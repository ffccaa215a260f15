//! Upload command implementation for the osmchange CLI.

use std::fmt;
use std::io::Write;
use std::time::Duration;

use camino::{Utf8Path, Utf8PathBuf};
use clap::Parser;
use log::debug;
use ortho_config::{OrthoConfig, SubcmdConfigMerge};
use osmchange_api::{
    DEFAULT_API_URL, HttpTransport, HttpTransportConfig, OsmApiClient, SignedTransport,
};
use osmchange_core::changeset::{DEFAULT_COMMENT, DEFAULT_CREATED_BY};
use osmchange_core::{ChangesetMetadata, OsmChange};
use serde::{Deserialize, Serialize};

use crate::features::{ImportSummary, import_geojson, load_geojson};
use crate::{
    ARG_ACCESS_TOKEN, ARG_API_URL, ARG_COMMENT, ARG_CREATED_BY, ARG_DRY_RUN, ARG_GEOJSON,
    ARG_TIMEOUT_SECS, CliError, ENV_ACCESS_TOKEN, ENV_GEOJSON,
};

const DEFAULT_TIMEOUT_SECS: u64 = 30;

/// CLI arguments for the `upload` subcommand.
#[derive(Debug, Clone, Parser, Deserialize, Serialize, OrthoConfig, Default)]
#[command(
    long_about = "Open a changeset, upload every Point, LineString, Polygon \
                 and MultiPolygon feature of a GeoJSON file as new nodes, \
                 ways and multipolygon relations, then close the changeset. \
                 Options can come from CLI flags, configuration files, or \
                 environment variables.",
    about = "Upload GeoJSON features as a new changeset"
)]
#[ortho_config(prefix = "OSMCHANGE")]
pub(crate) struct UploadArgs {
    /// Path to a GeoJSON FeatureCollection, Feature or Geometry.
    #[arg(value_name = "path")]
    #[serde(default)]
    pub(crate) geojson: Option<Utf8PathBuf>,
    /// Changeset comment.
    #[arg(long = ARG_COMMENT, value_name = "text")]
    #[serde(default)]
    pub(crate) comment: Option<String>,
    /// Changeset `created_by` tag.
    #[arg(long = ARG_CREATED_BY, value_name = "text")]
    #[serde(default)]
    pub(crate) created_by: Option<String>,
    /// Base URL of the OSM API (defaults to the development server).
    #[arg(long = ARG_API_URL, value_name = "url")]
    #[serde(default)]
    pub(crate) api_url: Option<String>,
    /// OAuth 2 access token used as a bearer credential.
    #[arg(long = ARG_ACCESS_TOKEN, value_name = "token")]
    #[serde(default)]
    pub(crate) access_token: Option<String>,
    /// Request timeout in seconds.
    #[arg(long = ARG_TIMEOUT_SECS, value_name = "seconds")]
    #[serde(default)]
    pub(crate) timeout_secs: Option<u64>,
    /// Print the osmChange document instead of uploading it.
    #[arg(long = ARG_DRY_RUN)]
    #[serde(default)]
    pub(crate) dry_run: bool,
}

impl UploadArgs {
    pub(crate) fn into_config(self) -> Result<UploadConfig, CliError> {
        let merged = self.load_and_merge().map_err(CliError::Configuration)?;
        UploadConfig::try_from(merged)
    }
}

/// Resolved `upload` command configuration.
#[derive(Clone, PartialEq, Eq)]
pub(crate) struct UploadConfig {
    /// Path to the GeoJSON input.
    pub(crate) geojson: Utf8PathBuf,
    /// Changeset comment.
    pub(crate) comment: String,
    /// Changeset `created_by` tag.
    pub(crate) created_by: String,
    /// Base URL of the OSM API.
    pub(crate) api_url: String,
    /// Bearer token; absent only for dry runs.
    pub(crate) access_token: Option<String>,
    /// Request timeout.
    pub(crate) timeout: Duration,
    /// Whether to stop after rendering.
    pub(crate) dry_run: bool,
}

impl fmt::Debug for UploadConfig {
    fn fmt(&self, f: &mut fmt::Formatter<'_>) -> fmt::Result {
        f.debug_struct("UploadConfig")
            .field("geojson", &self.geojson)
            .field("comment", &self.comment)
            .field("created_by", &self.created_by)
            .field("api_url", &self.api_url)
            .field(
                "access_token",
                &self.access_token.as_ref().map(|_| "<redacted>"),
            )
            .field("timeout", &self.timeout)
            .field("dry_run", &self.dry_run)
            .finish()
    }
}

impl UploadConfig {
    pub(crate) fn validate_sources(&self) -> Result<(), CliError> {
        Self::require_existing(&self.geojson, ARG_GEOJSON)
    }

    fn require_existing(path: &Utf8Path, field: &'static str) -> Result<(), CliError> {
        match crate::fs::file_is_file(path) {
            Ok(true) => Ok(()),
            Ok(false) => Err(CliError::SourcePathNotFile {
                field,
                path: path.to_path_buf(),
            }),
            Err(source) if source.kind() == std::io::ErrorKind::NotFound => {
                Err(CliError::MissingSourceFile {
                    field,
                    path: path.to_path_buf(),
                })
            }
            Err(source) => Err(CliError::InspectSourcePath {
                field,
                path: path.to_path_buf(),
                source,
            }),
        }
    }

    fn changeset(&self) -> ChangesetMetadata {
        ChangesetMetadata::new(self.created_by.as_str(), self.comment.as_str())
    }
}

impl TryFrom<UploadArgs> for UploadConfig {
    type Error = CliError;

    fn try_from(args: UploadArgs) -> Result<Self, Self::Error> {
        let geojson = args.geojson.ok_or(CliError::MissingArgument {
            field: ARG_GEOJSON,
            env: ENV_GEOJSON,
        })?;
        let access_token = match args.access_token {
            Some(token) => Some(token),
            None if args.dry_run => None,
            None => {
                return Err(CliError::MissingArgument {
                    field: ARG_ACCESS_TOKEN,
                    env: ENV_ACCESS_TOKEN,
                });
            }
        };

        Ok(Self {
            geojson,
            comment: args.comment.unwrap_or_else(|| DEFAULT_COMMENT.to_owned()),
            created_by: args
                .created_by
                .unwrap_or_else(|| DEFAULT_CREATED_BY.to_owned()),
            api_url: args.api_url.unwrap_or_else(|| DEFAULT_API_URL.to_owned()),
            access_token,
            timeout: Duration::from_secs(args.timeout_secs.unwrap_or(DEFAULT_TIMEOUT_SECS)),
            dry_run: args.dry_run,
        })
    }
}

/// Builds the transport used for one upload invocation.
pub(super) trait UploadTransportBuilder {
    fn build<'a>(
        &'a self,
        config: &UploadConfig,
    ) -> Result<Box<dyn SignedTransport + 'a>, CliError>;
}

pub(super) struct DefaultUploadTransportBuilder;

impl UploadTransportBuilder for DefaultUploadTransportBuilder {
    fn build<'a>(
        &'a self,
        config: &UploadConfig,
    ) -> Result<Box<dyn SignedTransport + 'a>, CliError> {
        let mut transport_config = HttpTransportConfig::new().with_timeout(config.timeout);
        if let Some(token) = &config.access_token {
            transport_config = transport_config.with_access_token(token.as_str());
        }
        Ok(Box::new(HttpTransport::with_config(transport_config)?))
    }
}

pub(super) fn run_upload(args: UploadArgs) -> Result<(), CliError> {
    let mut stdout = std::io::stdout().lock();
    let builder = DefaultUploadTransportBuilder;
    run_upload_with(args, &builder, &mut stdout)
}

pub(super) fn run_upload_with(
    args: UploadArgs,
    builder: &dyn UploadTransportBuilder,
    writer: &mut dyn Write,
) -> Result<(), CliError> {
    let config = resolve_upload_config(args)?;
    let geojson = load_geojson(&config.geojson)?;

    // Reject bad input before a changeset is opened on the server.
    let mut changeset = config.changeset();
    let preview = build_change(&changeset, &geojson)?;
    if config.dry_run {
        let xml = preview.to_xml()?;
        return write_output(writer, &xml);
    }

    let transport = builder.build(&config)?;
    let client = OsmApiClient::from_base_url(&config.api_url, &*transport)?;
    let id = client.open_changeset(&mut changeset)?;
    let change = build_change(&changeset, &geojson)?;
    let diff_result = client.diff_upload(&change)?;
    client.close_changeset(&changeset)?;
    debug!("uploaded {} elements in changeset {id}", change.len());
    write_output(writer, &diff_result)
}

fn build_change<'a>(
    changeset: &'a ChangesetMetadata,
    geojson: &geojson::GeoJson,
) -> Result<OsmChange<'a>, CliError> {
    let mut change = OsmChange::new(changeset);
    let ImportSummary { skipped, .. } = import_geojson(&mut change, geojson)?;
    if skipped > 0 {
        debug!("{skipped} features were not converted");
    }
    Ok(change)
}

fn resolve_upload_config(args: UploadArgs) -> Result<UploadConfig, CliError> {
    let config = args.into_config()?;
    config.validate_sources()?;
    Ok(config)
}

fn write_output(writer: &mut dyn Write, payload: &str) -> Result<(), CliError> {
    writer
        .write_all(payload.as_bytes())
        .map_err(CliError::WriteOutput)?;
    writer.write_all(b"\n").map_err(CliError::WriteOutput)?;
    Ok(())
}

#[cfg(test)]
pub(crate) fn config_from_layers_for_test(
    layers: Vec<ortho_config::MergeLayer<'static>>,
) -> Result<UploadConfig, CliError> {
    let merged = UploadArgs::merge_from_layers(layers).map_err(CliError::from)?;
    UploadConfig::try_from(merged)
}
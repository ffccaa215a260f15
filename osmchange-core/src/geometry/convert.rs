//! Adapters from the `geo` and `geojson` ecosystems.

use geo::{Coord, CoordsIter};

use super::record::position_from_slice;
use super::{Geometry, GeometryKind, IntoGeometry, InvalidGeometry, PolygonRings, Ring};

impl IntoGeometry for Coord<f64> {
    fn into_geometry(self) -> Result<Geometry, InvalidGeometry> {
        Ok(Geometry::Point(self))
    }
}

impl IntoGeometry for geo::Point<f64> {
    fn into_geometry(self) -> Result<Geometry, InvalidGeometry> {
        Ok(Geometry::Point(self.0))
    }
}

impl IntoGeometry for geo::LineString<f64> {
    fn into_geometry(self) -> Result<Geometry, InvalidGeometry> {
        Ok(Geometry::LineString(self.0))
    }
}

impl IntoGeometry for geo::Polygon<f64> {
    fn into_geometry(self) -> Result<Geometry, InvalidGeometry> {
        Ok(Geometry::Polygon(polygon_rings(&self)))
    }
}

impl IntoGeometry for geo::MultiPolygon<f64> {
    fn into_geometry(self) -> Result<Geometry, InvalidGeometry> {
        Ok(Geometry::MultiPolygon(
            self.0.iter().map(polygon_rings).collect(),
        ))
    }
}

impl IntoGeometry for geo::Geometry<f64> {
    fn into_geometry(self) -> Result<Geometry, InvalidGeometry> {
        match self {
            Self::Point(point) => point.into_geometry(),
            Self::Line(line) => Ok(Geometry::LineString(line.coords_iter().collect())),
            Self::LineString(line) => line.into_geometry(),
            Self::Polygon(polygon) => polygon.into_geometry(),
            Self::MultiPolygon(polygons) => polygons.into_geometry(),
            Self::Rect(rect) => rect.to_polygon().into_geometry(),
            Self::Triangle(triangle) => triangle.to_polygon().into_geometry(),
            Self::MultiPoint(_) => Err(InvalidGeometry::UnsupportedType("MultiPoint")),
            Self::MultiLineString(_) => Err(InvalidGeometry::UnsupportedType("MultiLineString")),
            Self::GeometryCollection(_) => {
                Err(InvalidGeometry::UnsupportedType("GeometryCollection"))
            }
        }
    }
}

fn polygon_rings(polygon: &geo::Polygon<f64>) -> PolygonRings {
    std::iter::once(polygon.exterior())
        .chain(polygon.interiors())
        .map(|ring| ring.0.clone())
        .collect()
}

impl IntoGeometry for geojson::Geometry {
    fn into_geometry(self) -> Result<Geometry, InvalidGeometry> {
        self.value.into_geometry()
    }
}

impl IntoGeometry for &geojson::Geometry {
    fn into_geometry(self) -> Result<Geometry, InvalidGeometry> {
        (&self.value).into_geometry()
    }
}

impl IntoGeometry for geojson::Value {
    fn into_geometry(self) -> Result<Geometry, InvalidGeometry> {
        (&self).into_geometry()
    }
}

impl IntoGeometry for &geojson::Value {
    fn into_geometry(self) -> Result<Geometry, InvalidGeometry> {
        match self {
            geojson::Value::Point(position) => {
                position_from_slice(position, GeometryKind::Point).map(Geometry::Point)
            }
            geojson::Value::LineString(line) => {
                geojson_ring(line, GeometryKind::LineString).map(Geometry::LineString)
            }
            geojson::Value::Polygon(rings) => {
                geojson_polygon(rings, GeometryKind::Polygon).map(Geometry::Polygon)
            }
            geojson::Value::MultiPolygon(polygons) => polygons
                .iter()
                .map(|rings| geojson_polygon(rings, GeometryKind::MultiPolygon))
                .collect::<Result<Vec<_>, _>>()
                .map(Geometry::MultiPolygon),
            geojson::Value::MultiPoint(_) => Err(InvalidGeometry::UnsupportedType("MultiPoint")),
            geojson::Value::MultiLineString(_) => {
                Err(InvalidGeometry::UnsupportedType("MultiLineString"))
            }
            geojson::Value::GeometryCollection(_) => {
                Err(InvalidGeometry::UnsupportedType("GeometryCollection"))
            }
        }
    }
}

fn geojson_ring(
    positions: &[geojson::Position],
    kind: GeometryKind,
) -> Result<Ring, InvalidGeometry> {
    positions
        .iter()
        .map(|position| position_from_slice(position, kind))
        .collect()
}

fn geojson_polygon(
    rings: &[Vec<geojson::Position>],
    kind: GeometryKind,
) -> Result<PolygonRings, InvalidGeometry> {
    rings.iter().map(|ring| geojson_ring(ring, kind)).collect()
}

++++++++++

◆ EXERCISE OBJECTIVE
Scan the material above. Copy each line that holds the word "ImportSummary".

◆ YOUR SOLUTION
use crate::features::{ImportSummary, import_geojson, load_geojson};
    let ImportSummary { skipped, .. } = import_geojson(&mut change, geojson)?;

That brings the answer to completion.